Amadeus River Cruises, a fitness-based cruise in Europe, also saw growth by partnering with influencers. Social media influencers can make it easier to target consumers, and by partnering with fitness influencers, Amadeus River Cruises saw nearly 25% of their cruises fill up more than a year before they launched.
There are plenty of other examples of influencer campaigns that have helped build brand equity and lead to real-world sales. This marketing channel is being undervalued by some tourist boards and hotels. But if marketers in the travel industry want to stay ahead they need to embrace this growing avenue.
Consumer Spending Power
While Instagram is incredibly popular with younger audiences, older audiences are also worth targeting. Studies from the Office for National Statistics show that 45-55% of the travel spends of UK residents come from tourists over the age of 45.
Analysis by Forbes shows that, while they may not be as active on Instagram as those under age 35, older consumers still rely on the internet to influence their purchasing decisions. As much as 68% of them rely on reviews and social media to make purchasing decisions. This shows that they still have a positive attitude towards social media, and can be receptive to influencer marketing.
Consumers of all ages are more receptive to influencer marketing than ever before, and those numbers are likely to increase. Just a few years ago, influencers were a niche part of digital marketing. Now, they offer an incredibly powerful marketing channel to connect businesses and their consumers. This is especially true of the travel industry, where image and video-based content and influencer recommendations can have a huge impact on conversions.
Maximising Digital Exposure with Travel Influencers: For Tourist Boards and Marketers
Despite the digital detox trend, the travel industry is moving more towards influencer marketing. Tourist boards understand this and have been steadily increasing market spend on influencers.
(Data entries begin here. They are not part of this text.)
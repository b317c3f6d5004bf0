use crate::point::PointId;

/// Errors returned by this crate.
///
/// Point-level trouble (non-finite likelihoods, exhausted budgets) never
/// shows up here; it is reported through the status of an
/// [`IntegralResult`](crate::IntegralResult). Errors are reserved for bad
/// configuration, broken collaborators, storage failures, and
/// [`Error::Cancelled`].
#[derive(Debug, thiserror::Error)]
pub enum Error {
    /// Returned when the lower bound is not strictly less than the upper bound.
    #[error("invalid bounds: low ({low}) must be less than high ({high})")]
    InvalidBounds {
        /// The lower bound value.
        low: f64,
        /// The upper bound value.
        high: f64,
    },

    /// Returned when a configuration value is outside its valid range.
    #[error("invalid configuration for '{name}': {reason}")]
    InvalidConfig {
        /// The name of the offending option.
        name: &'static str,
        /// Why the value was rejected.
        reason: String,
    },

    /// Returned when a parameter space or prior is built with no dimensions.
    #[error("at least one dimension is required")]
    ZeroDimensions,

    /// Returned when a parameter vector has the wrong number of components.
    #[error("dimension mismatch: expected {expected} parameters but got {got}")]
    DimensionMismatch {
        /// The expected number of parameters.
        expected: usize,
        /// The actual number of parameters.
        got: usize,
    },

    /// Returned when a supplied point lies outside the intrinsic bounds.
    #[error("point {values:?} lies outside the intrinsic prior bounds")]
    OutOfBounds {
        /// The offending parameter values.
        values: Vec<f64>,
    },

    /// Returned when a result refers to a point the store has never seen.
    #[error("unknown point {0}")]
    UnknownPoint(PointId),

    /// Returned when the next generation is requested before the current
    /// one has fully resolved.
    #[error("generation {generation} still has {pending} pending point(s)")]
    UnresolvedGeneration {
        /// The generation index.
        generation: u32,
        /// Number of points without a result.
        pending: usize,
    },

    /// Returned when the store holds no generation yet.
    #[error("the grid store holds no points")]
    EmptyStore,

    /// Returned when the store already holds points and a fresh initial
    /// generation was requested.
    #[error("the grid store already holds generation {0}")]
    AlreadySeeded(u32),

    /// Returned when an evidence surface cannot be fitted.
    #[error("surface fit failed: {0}")]
    SurfaceFit(&'static str),

    /// Returned when the likelihood evaluator cannot be used at all.
    #[error("likelihood evaluator unusable: {0}")]
    LikelihoodUnusable(String),

    /// Returned when the prior model is malformed.
    #[error("invalid prior: {0}")]
    InvalidPrior(String),

    /// Returned when a run is built without a required component.
    #[error("run is missing its {0}")]
    MissingComponent(&'static str),

    /// Returned when a point is cancelled before its first sample. The
    /// point has no result and stays pending.
    #[error("integration cancelled before the first sample")]
    Cancelled,

    /// Returned when an async task fails.
    #[cfg(feature = "async")]
    #[error("async task error: {0}")]
    TaskError(String),

    /// Returned when a storage operation fails.
    #[cfg(feature = "journal")]
    #[error("storage error: {0}")]
    Storage(String),
}

/// A convenience alias for `Result<T, rapid_pe::Error>`.
///
/// # Examples
///
/// ```
/// use rapid_pe::space::IntrinsicSpace;
///
/// fn unit_mass_space() -> rapid_pe::Result<IntrinsicSpace> {
///     IntrinsicSpace::builder().dimension("mass1", 1.0, 2.0).build()
/// }
///
/// assert_eq!(unit_mass_space().unwrap().n_dims(), 1);
/// ```
pub type Result<T> = core::result::Result<T, Error>;
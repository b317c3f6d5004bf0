//! Layout of the first generation in the unit cube.

use super::separation::SeparationIndex;
use crate::error::Result;
use crate::types::InitialDesign;

/// Dimensions covered by the Sobol direction numbers.
#[cfg(feature = "sobol")]
const SOBOL_MAX_DIMS: usize = 256;

/// Rejects a design that cannot lay out `n_dims` dimensions.
pub(crate) fn check_dims(design: InitialDesign, n_dims: usize) -> Result<()> {
    #[cfg(feature = "sobol")]
    if design == InitialDesign::Sobol && n_dims > SOBOL_MAX_DIMS {
        return Err(crate::error::Error::InvalidConfig {
            name: "initial_design",
            reason: format!("Sobol supports at most {SOBOL_MAX_DIMS} dimensions, got {n_dims}"),
        });
    }
    #[cfg(not(feature = "sobol"))]
    let _ = (design, n_dims);
    Ok(())
}

/// Draws up to `n` separated points in `[0, 1)^n_dims`.
///
/// Each slot gets `max_redraws + 1` attempts; a slot whose attempts all
/// land too close to earlier points is dropped.
pub(crate) fn initial_design(
    design: InitialDesign,
    n: usize,
    n_dims: usize,
    max_redraws: usize,
    rng: &mut fastrand::Rng,
    taken: &mut SeparationIndex,
) -> Vec<Vec<f64>> {
    let mut draw: Box<dyn FnMut() -> Vec<f64> + '_> = match design {
        InitialDesign::Random => Box::new(|| (0..n_dims).map(|_| rng.f64()).collect()),
        #[cfg(feature = "sobol")]
        InitialDesign::Sobol => {
            let scramble = rng.u32(..);
            let mut index: u32 = 0;
            Box::new(move || {
                let point = sobol_point(index, n_dims, scramble);
                index = index.wrapping_add(1);
                point
            })
        }
    };

    let mut points = Vec::with_capacity(n);
    for _ in 0..n {
        for _ in 0..=max_redraws {
            let x = draw();
            if taken.is_clear(&x) {
                taken.claim(x.clone());
                points.push(x);
                break;
            }
        }
    }
    points
}

/// One point of the Owen-scrambled Sobol sequence.
#[cfg(feature = "sobol")]
#[allow(clippy::cast_possible_truncation)]
fn sobol_point(index: u32, n_dims: usize, scramble: u32) -> Vec<f64> {
    (0..n_dims)
        .map(|d| f64::from(sobol_burley::sample(index, d as u32, scramble)))
        .collect()
}
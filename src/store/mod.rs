//! Grid point storage backends.
//!
//! The [`GridStore`] trait holds the cumulative history of a run: every
//! point ever emitted, with its lineage and (once integrated) its result.
//! The scheduler reads it for fitting, deduplication, and convergence; the
//! run driver writes pending points into it and resolves them as results
//! arrive. Each run owns its own store, so independent runs never share
//! state.
//!
//! # Available backends
//!
//! | Backend | Description | Feature flag |
//! |---------|-------------|-------------|
//! | [`MemoryStore`] | In-memory `Vec` behind a read-write lock (the default) | none |
//! | `JournalStore` | JSONL file with `fs2` file locking, resumable | `journal` |
//!
//! # Record lifecycle
//!
//! [`insert`](GridStore::insert) adds a point with a pending result.
//! [`resolve`](GridStore::resolve) attaches its final result exactly once;
//! resolving an already-resolved point is a no-op, so re-submitting a
//! completed point after a restart is harmless.
//!
//! ```
//! use rapid_pe::store::{GridStore, MemoryStore};
//! use rapid_pe::{IntegralResult, IntegralStatus, IntrinsicPoint};
//!
//! let store = MemoryStore::new();
//! let id = store.next_point_id();
//! store.insert(IntrinsicPoint::new(id, vec![1.4, 1.3], 0, None)).unwrap();
//!
//! let result = IntegralResult { status: IntegralStatus::Converged, ..IntegralResult::pending() };
//! assert!(store.resolve(id, result.clone()).unwrap());
//! assert!(!store.resolve(id, result).unwrap());
//! ```

mod export;
#[cfg(feature = "journal")]
mod journal;
mod memory;

use std::sync::Arc;

#[cfg(feature = "journal")]
pub use journal::JournalStore;
pub use memory::MemoryStore;
use parking_lot::RwLock;

use crate::error::Result;
use crate::point::{GridRecord, IntegralResult, IntrinsicPoint, PointId};
use crate::types::IntegralStatus;

/// Storage for grid points and their results.
///
/// Implementations must be `Send + Sync`: points of one generation are
/// resolved concurrently from worker threads.
pub trait GridStore: Send + Sync {
    /// Adds a point with a pending result.
    ///
    /// Returns `Ok(false)` without changes if a point with the same id is
    /// already stored.
    ///
    /// # Errors
    ///
    /// Returns a storage error if the record cannot be persisted.
    fn insert(&self, point: IntrinsicPoint) -> Result<bool>;

    /// Attaches the final result of a point.
    ///
    /// Returns `Ok(false)` without changes if the point already holds a
    /// resolved result.
    ///
    /// # Errors
    ///
    /// Returns `Error::UnknownPoint` for an id that was never inserted,
    /// `Error::InvalidConfig` for a pending `result`, or a storage error if
    /// the record cannot be persisted.
    fn resolve(&self, id: PointId, result: IntegralResult) -> Result<bool>;

    /// Returns a reference to the in-memory record buffer.
    ///
    /// Records appear in insertion order. Callers may hold a read lock for
    /// allocation-free access; never hold it across a call that writes.
    fn records_arc(&self) -> &Arc<RwLock<Vec<GridRecord>>>;

    /// Atomically returns the next unique point id.
    fn next_point_id(&self) -> PointId;

    /// Returns the next point id without consuming it.
    fn peek_next_point_id(&self) -> PointId;

    /// Reloads from an external source (e.g. a file written by another
    /// process). Returns `true` if the in-memory buffer changed.
    ///
    /// The default implementation is a no-op that returns `false`.
    fn refresh(&self) -> bool {
        false
    }
}

impl dyn GridStore + '_ {
    /// A snapshot of every record.
    #[must_use]
    pub fn records(&self) -> Vec<GridRecord> {
        self.records_arc().read().clone()
    }

    /// Number of stored points.
    #[must_use]
    pub fn len(&self) -> usize {
        self.records_arc().read().len()
    }

    /// Whether the store holds no points.
    #[must_use]
    pub fn is_empty(&self) -> bool {
        self.records_arc().read().is_empty()
    }

    /// The record of one point.
    #[must_use]
    pub fn get(&self, id: PointId) -> Option<GridRecord> {
        self.records_arc()
            .read()
            .iter()
            .find(|r| r.point.id == id)
            .cloned()
    }

    /// Records of one generation, in insertion order.
    #[must_use]
    pub fn generation(&self, index: u32) -> Vec<GridRecord> {
        self.records_arc()
            .read()
            .iter()
            .filter(|r| r.point.generation == index)
            .cloned()
            .collect()
    }

    /// Highest generation index present, if any.
    #[must_use]
    pub fn latest_generation(&self) -> Option<u32> {
        self.records_arc()
            .read()
            .iter()
            .map(|r| r.point.generation)
            .max()
    }

    /// Number of points in `generation` still waiting for a result.
    #[must_use]
    pub fn pending_in(&self, generation: u32) -> usize {
        self.records_arc()
            .read()
            .iter()
            .filter(|r| r.point.generation == generation && !r.status().is_resolved())
            .count()
    }

    /// Number of points with the given status across all generations.
    #[must_use]
    pub fn count_status(&self, status: IntegralStatus) -> usize {
        self.records_arc()
            .read()
            .iter()
            .filter(|r| r.status() == status)
            .count()
    }

    /// The usable record with the highest log evidence.
    #[must_use]
    pub fn best(&self) -> Option<GridRecord> {
        self.records_arc()
            .read()
            .iter()
            .filter(|r| r.status().is_usable() && r.result.log_evidence.is_finite())
            .max_by(|a, b| a.result.log_evidence.total_cmp(&b.result.log_evidence))
            .cloned()
    }
}
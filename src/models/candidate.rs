use chrono::{DateTime, Utc};
use serde::{Deserialize, Serialize};

/// Canonical application status. The platform historically carried drifting
/// spellings per page ("reviewing", "interview_completed"); those are
/// accepted as input aliases only and are never emitted.
#[derive(Debug, Clone, Copy, PartialEq, Eq, Hash, Serialize, Deserialize)]
#[serde(rename_all = "snake_case")]
pub enum ApplicationStatus {
    New,
    #[serde(alias = "reviewing")]
    InProgress,
    InterviewScheduled,
    #[serde(alias = "interview_completed")]
    InterviewComplete,
    Rejected,
    Hired,
    OfferDeclined,
}

impl ApplicationStatus {
    /// The one badge mapping, defined once and imported everywhere.
    pub fn badge_label(&self) -> &'static str {
        match self {
            ApplicationStatus::New => "New",
            ApplicationStatus::InProgress => "In progress",
            ApplicationStatus::InterviewScheduled => "Interview scheduled",
            ApplicationStatus::InterviewComplete => "Interview complete",
            ApplicationStatus::Rejected => "Rejected",
            ApplicationStatus::Hired => "Hired",
            ApplicationStatus::OfferDeclined => "Offer declined",
        }
    }

    pub fn as_str(&self) -> &'static str {
        match self {
            ApplicationStatus::New => "new",
            ApplicationStatus::InProgress => "in_progress",
            ApplicationStatus::InterviewScheduled => "interview_scheduled",
            ApplicationStatus::InterviewComplete => "interview_complete",
            ApplicationStatus::Rejected => "rejected",
            ApplicationStatus::Hired => "hired",
            ApplicationStatus::OfferDeclined => "offer_declined",
        }
    }
}

/// Four-axis behavioral profile (red/yellow/green/blue percentages).
#[derive(Debug, Clone, Copy, PartialEq, Serialize, Deserialize)]
pub struct DiscProfile {
    pub red: u8,
    pub yellow: u8,
    pub green: u8,
    pub blue: u8,
}

#[derive(Debug, Clone, Serialize, Deserialize)]
pub struct Candidate {
    pub id: i32,
    pub name: String,
    pub email: String,
    pub location: String,
    pub match_score: u8,
    pub challenge_score: Option<u8>,
    pub disc: DiscProfile,
    pub skills: Vec<String>,
    pub strengths: Vec<String>,
    pub status: ApplicationStatus,
    pub applied_at: DateTime<Utc>,
}

#[derive(Debug, Serialize)]
pub struct CandidateResponse {
    pub id: i32,
    pub name: String,
    pub email: String,
    pub location: String,
    pub match_score: u8,
    pub challenge_score: Option<u8>,
    pub disc: DiscProfile,
    pub skills: Vec<String>,
    pub strengths: Vec<String>,
    pub status: ApplicationStatus,
    pub status_label: &'static str,
    pub applied_at: DateTime<Utc>,
}

impl From<Candidate> for CandidateResponse {
    fn from(c: Candidate) -> Self {
        Self {
            id: c.id,
            name: c.name,
            email: c.email,
            location: c.location,
            match_score: c.match_score,
            challenge_score: c.challenge_score,
            disc: c.disc,
            skills: c.skills,
            strengths: c.strengths,
            status: c.status,
            status_label: c.status.badge_label(),
            applied_at: c.applied_at,
        }
    }
}

#[cfg(test)]
mod tests {
    use super::ApplicationStatus;
    use pretty_assertions::assert_eq;

    #[test]
    fn legacy_spellings_deserialize_to_canonical_variants() {
        let s: ApplicationStatus = serde_json::from_str("\"reviewing\"").unwrap();
        assert_eq!(s, ApplicationStatus::InProgress);

        let s: ApplicationStatus = serde_json::from_str("\"interview_completed\"").unwrap();
        assert_eq!(s, ApplicationStatus::InterviewComplete);
    }

    #[test]
    fn serialization_always_emits_canonical_form() {
        let json = serde_json::to_string(&ApplicationStatus::InProgress).unwrap();
        assert_eq!(json, "\"in_progress\"");

        let json = serde_json::to_string(&ApplicationStatus::InterviewComplete).unwrap();
        assert_eq!(json, "\"interview_complete\"");
    }
}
While some places like Vienna and Australia are moving away from this growing marketing channel, other big names in the travel business are embracing them wholeheartedly.
Consumers are more receptive to influencers, and a growing number of older users are forming a relationship with social media. From the young traveller who is highly likely to use Instagram, to the older tourist who relies on social for purchasing decisions. By keeping up with the trends, tourist boards and travel marketers can maintain long-lasting and sustainable growth as social media continues to impact consumer decisions. In addition, tourist boards can actually utilise influencers to deliver messages to audiences, such as informing consumers on how they need to behave in particular locations.